Amy L. Powell is a Ph.D. Candidate in the Department of Art History at UW-Madison. Her research focuses on contemporary art from Africa, Europe, and the United States. She is particularly interested in postcolonial theory, contemporary theories of representation, transnational feminism, and African cinema. Her dissertation examines transnational contemporary art that uses temporality as a set of critical strategies for interrogating issues of subjectivity, representation, and spectatorship. Her essay "Phantom Projections, Creolized Cinema: Time-Images in Isaac Julien's Fantôme Afrique" will appear in the 2009 issue of the Chicago Art Journal.

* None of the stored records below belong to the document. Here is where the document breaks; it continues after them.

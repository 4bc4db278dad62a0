//! Single-worker execution loop for the shared job queue.
//!
//! This crate provides the worker component that executes queued jobs in
//! distributed deployments. Workers coordinate exclusively through the
//! shared queue database: each one continuously leases ready jobs, runs the
//! registered task handler, reports success or failure back to the store,
//! and periodically reclaims leases abandoned by crashed peers.
//!
//! A worker is a state machine with one foreground loop and one background
//! timer. The control surface (`nudge`, `release`, the completion handle)
//! and a broadcast event bus expose its lifecycle to the host process; a
//! pool simply spawns N independent workers over one store and one bus.

mod config;
mod error;
mod events;
mod store;
mod tasks;
mod worker;
mod worker_id;

pub use queue_db::{Job, JobId, JobSpec};

pub use self::{
    config::{ForbiddenFlags, WorkerOptions, defaults},
    error::FatalError,
    events::{EventBus, WorkerEvent},
    store::{BoxError, JobStore},
    tasks::{DuplicateTaskError, JobHelpers, TaskError, TaskHandler, TaskRegistry},
    worker::{Completion, CompletionResult, Worker},
    worker_id::WorkerId,
};
//! A set of utilities to enable logging configuration using tracing_subscriber.

use std::{io::IsTerminal, sync::Once};

use tracing_subscriber::{self, EnvFilter, filter::LevelFilter};

static WORKER_LOG_ENV_VAR: &str = "WORKER_LOG";

/// Initializes a tracing subscriber for logging.
pub fn init() {
    // Since we also use this function to enable logging in tests, wrap it in `Once` to prevent
    // multiple initializations.
    static INIT: Once = Once::new();
    INIT.call_once(|| {
        let env_filter = env_filter();

        tracing_subscriber::fmt()
            .with_env_filter(env_filter)
            .with_writer(std::io::stderr)
            .with_ansi(std::io::stderr().is_terminal())
            .init();
    });
}

/// List of crates in the workspace.
const WORKSPACE_CRATES: &[&str] = &["monitoring", "queue_db", "worker"];

fn env_filter() -> EnvFilter {
    // Parse directives from RUST_LOG
    let log_filter = EnvFilter::builder().with_default_directive(LevelFilter::ERROR.into());
    let directive_string = std::env::var(EnvFilter::DEFAULT_ENV).unwrap_or_default();
    let mut env_filter = log_filter.parse(&directive_string).unwrap();

    let log_level = std::env::var(WORKER_LOG_ENV_VAR).unwrap_or_else(|_| "info".to_string());

    for crate_name in WORKSPACE_CRATES {
        // Add directives for each workspace crate, if not overriden by RUST_LOG
        if !directive_string.contains(&format!("{crate_name}=")) {
            env_filter =
                env_filter.add_directive(format!("{crate_name}={log_level}").parse().unwrap());
        }
    }

    env_filter
}

/// Collect the error source chain as a vector of strings for tracing.
///
/// Walks the `.source()` chain of the provided error and collects each source's
/// Display representation into a vector. Returns a `DebugValue<Vec<String>>` that
/// can be used directly in tracing macros. Returns an empty vector if the error
/// has no source chain.
pub fn error_source(err: &dyn std::error::Error) -> tracing::field::DebugValue<Vec<String>> {
    let mut sources = Vec::new();
    let mut current = err.source();

    while let Some(curr) = current {
        sources.push(curr.to_string());
        current = curr.source();
    }

    tracing::field::debug(sources)
}
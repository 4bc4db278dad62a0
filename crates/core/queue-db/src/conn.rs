//! Internal connection pool implementation

use std::time::Duration;

use sqlx::{
    Pool, Postgres,
    migrate::{MigrateError, Migrator},
    postgres::PgPoolOptions,
};

/// A connection pool to the queue DB.
#[derive(Debug, Clone)]
pub(crate) struct ConnPool(Pool<Postgres>);

impl ConnPool {
    /// Creates a connection pool with the specified size and 5-second acquire timeout.
    #[tracing::instrument(skip_all, err)]
    pub(crate) async fn connect(url: &str, pool_size: u32) -> Result<Self, ConnError> {
        PgPoolOptions::new()
            .max_connections(pool_size)
            .acquire_timeout(Duration::from_secs(5))
            .connect(url)
            .await
            .map(Self)
            .map_err(ConnError::ConnectionError)
    }

    /// Runs migrations on the database.
    ///
    /// SQLx does the right things:
    /// - Locks the DB before running migrations.
    /// - Never runs the same migration twice.
    /// - Errors on changes to old migrations.
    #[tracing::instrument(skip(self), err)]
    pub(crate) async fn run_migrations(&self) -> Result<(), ConnError> {
        static MIGRATOR: Migrator = sqlx::migrate!();
        MIGRATOR
            .run(&self.0)
            .await
            .map_err(ConnError::MigrationFailed)
    }
}

impl std::ops::Deref for ConnPool {
    type Target = Pool<Postgres>;

    fn deref(&self) -> &Self::Target {
        &self.0
    }
}

/// Errors that can occur when connecting to the queue DB.
#[derive(Debug, thiserror::Error)]
pub enum ConnError {
    /// Failed to establish database connection.
    #[error("Error connecting to queue db: {0}")]
    ConnectionError(#[source] sqlx::Error),

    /// Failed to run database migrations.
    #[error("Error running migrations: {0}")]
    MigrationFailed(#[source] MigrateError),
}
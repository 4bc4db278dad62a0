//! Fatal worker errors.
//!
//! Everything here ends the worker: its completion settles with the error
//! and no further jobs are leased. Handler failures are deliberately absent;
//! they are recorded against the job and the worker carries on.

use queue_db::JobId;

use crate::store::BoxError;

/// The reasons a worker stops with an error.
#[derive(Debug, thiserror::Error)]
pub enum FatalError {
    /// Job acquisition failed while the worker could not retry: either it
    /// runs in one-shot (non-continuous) mode, or it was released while the
    /// acquisition was in flight.
    #[error("failed to get job: {0}")]
    GetJob(#[source] BoxError),

    /// Too many acquisition attempts failed back-to-back. The count resets
    /// on any successful acquisition, so reaching the threshold means the
    /// store has been unreachable for the whole window.
    #[error("Failed {count} times in a row to get a job; latest error: {latest}")]
    ContiguousErrors { count: u32, latest: String },

    /// A job outcome could not be reported to the store. The store's view
    /// of the job is now uncertain; the worker stops immediately and leaves
    /// the lease for peers to reclaim.
    #[error("failed to report outcome of job {job_id} to the store: {source}")]
    Report {
        job_id: JobId,
        #[source]
        source: BoxError,
    },
}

Curatorial work plays a significant role in Amy's research. Her exhibitions include Impermanent Archive: Photography and the Technologies of Empire and Race (with Marcela Guerrero, Nov. 3, 2008 - Jan. 2, 2009, Steenbock Gallery), Sighting Knowledge: Photography in the Lab, the Museum and the Archive (with Beth Zinsli, Spring 2008, Chazen Museum of Art), The Scientist's Eye: Dialogues between Art & Science (with Beth Zinsli, Spring 2008, Kohler Art Library) and the co-curated exhibition Visualizing TRANS (October 2006, Kupfer Center), about which she published her essay "Seeing Trans for the Trees: Rhizomatic Curatorial Frameworks and the Visualizing TRANS Exhibition" in the Fall 2007 issue of Invisible Culture.

Amy earned her M.A. from UW-Madison in 2007. Her MA paper, titled "Translating Consciousness: Towards a Transnational Feminism in Ousmane Sembene's Moolaadé," explored how Sembene's final film brought an image of one Burkinabe locality to an international viewing audience, and the implications of Sembene's filmmaking practice for transnational feminist organizing around Moolaadé's central issue of female circumcision.

Amy hails from central Kentucky, where she earned a B.A. in Art History and Arts Administration, with a minor in French Language and Literature from the University of Kentucky.